=== Supplied records ===
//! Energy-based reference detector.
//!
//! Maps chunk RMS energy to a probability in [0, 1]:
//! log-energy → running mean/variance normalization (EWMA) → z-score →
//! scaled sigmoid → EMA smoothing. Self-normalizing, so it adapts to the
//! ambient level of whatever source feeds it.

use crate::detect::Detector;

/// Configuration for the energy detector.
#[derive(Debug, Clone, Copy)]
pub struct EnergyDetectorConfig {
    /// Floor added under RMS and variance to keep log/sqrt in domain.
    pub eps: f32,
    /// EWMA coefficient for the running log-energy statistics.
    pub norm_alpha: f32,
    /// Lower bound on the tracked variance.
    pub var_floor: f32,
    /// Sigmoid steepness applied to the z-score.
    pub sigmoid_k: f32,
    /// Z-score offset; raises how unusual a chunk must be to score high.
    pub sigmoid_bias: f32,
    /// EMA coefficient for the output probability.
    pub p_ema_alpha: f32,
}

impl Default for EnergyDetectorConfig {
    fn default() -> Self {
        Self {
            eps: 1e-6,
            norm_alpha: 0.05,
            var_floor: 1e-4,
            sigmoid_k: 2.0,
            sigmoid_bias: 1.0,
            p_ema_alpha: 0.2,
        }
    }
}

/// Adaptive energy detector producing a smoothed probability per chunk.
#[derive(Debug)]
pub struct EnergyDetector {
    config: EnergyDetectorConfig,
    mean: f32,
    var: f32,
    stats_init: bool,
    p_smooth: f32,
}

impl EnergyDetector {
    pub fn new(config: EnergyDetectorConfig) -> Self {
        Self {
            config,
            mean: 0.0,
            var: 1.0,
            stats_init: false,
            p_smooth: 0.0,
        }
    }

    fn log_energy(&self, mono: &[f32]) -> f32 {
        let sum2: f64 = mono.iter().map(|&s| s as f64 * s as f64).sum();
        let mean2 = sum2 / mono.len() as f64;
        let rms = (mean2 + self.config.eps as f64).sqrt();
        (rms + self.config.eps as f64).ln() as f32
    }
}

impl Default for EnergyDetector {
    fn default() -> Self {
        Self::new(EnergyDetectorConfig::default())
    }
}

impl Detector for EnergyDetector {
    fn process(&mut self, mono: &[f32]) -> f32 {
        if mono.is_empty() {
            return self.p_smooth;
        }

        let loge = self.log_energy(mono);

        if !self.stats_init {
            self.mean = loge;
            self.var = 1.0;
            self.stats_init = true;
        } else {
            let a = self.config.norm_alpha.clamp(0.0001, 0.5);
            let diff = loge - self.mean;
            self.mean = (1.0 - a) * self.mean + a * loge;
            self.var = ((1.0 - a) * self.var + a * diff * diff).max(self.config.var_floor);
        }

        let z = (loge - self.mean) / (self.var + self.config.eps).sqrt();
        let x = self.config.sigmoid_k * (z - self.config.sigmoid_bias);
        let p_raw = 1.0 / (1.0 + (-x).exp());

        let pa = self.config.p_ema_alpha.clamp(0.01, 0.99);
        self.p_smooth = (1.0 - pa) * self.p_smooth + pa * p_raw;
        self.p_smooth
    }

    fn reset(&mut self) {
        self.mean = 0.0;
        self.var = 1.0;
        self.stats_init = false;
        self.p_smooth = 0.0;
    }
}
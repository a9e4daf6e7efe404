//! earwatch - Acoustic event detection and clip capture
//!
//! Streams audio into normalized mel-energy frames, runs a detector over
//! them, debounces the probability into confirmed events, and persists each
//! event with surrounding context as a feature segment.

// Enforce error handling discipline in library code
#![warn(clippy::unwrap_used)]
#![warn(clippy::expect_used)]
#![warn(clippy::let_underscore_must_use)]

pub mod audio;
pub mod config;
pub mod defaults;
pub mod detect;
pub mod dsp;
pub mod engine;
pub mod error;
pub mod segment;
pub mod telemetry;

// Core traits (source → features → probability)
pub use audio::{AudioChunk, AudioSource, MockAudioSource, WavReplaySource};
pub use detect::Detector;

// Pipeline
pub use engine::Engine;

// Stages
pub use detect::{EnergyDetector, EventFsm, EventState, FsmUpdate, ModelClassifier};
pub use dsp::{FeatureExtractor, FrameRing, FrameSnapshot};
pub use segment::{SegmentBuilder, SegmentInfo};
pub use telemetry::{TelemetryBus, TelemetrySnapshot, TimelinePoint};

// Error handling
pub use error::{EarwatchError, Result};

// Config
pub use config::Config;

=== What is needed ===
Give back the material above in its entirety, with every word intact.

=== Task response ===
//! Energy-based reference detector.
//!
//! Maps chunk RMS energy to a probability in [0, 1]:
//! log-energy → running mean/variance normalization (EWMA) → z-score →
//! scaled sigmoid → EMA smoothing. Self-normalizing, so it adapts to the
//! ambient level of whatever source feeds it.

use crate::detect::Detector;

/// Configuration for the energy detector.
#[derive(Debug, Clone, Copy)]
pub struct EnergyDetectorConfig {
    /// Floor added under RMS and variance to keep log/sqrt in domain.
    pub eps: f32,
    /// EWMA coefficient for the running log-energy statistics.
    pub norm_alpha: f32,
    /// Lower bound on the tracked variance.
    pub var_floor: f32,
    /// Sigmoid steepness applied to the z-score.
    pub sigmoid_k: f32,
    /// Z-score offset; raises how unusual a chunk must be to score high.
    pub sigmoid_bias: f32,
    /// EMA coefficient for the output probability.
    pub p_ema_alpha: f32,
}

impl Default for EnergyDetectorConfig {
    fn default() -> Self {
        Self {
            eps: 1e-6,
            norm_alpha: 0.05,
            var_floor: 1e-4,
            sigmoid_k: 2.0,
            sigmoid_bias: 1.0,
            p_ema_alpha: 0.2,
        }
    }
}

/// Adaptive energy detector producing a smoothed probability per chunk.
#[derive(Debug)]
pub struct EnergyDetector {
    config: EnergyDetectorConfig,
    mean: f32,
    var: f32,
    stats_init: bool,
    p_smooth: f32,
}

impl EnergyDetector {
    pub fn new(config: EnergyDetectorConfig) -> Self {
        Self {
            config,
            mean: 0.0,
            var: 1.0,
            stats_init: false,
            p_smooth: 0.0,
        }
    }

    fn log_energy(&self, mono: &[f32]) -> f32 {
        let sum2: f64 = mono.iter().map(|&s| s as f64 * s as f64).sum();
        let mean2 = sum2 / mono.len() as f64;
        let rms = (mean2 + self.config.eps as f64).sqrt();
        (rms + self.config.eps as f64).ln() as f32
    }
}

impl Default for EnergyDetector {
    fn default() -> Self {
        Self::new(EnergyDetectorConfig::default())
    }
}

impl Detector for EnergyDetector {
    fn process(&mut self, mono: &[f32]) -> f32 {
        if mono.is_empty() {
            return self.p_smooth;
        }

        let loge = self.log_energy(mono);

        if !self.stats_init {
            self.mean = loge;
            self.var = 1.0;
            self.stats_init = true;
        } else {
            let a = self.config.norm_alpha.clamp(0.0001, 0.5);
            let diff = loge - self.mean;
            self.mean = (1.0 - a) * self.mean + a * loge;
            self.var = ((1.0 - a) * self.var + a * diff * diff).max(self.config.var_floor);
        }

        let z = (loge - self.mean) / (self.var + self.config.eps).sqrt();
        let x = self.config.sigmoid_k * (z - self.config.sigmoid_bias);
        let p_raw = 1.0 / (1.0 + (-x).exp());

        let pa = self.config.p_ema_alpha.clamp(0.01, 0.99);
        self.p_smooth = (1.0 - pa) * self.p_smooth + pa * p_raw;
        self.p_smooth
    }

    fn reset(&mut self) {
        self.mean = 0.0;
        self.var = 1.0;
        self.stats_init = false;
        self.p_smooth = 0.0;
    }
}
repository a9e4daf6e7efe404
//! earwatch - Acoustic event detection and clip capture
//!
//! Streams audio into normalized mel-energy frames, runs a detector over
//! them, debounces the probability into confirmed events, and persists each
//! event with surrounding context as a feature segment.

// Enforce error handling discipline in library code
#![warn(clippy::unwrap_used)]
#![warn(clippy::expect_used)]
#![warn(clippy::let_underscore_must_use)]

pub mod audio;
pub mod config;
pub mod defaults;
pub mod detect;
pub mod dsp;
pub mod engine;
pub mod error;
pub mod segment;
pub mod telemetry;

// Core traits (source → features → probability)
pub use audio::{AudioChunk, AudioSource, MockAudioSource, WavReplaySource};
pub use detect::Detector;

// Pipeline
pub use engine::Engine;

// Stages
pub use detect::{EnergyDetector, EventFsm, EventState, FsmUpdate, ModelClassifier};
pub use dsp::{FeatureExtractor, FrameRing, FrameSnapshot};
pub use segment::{SegmentBuilder, SegmentInfo};
pub use telemetry::{TelemetryBus, TelemetrySnapshot, TimelinePoint};

// Error handling
pub use error::{EarwatchError, Result};

// Config
pub use config::Config;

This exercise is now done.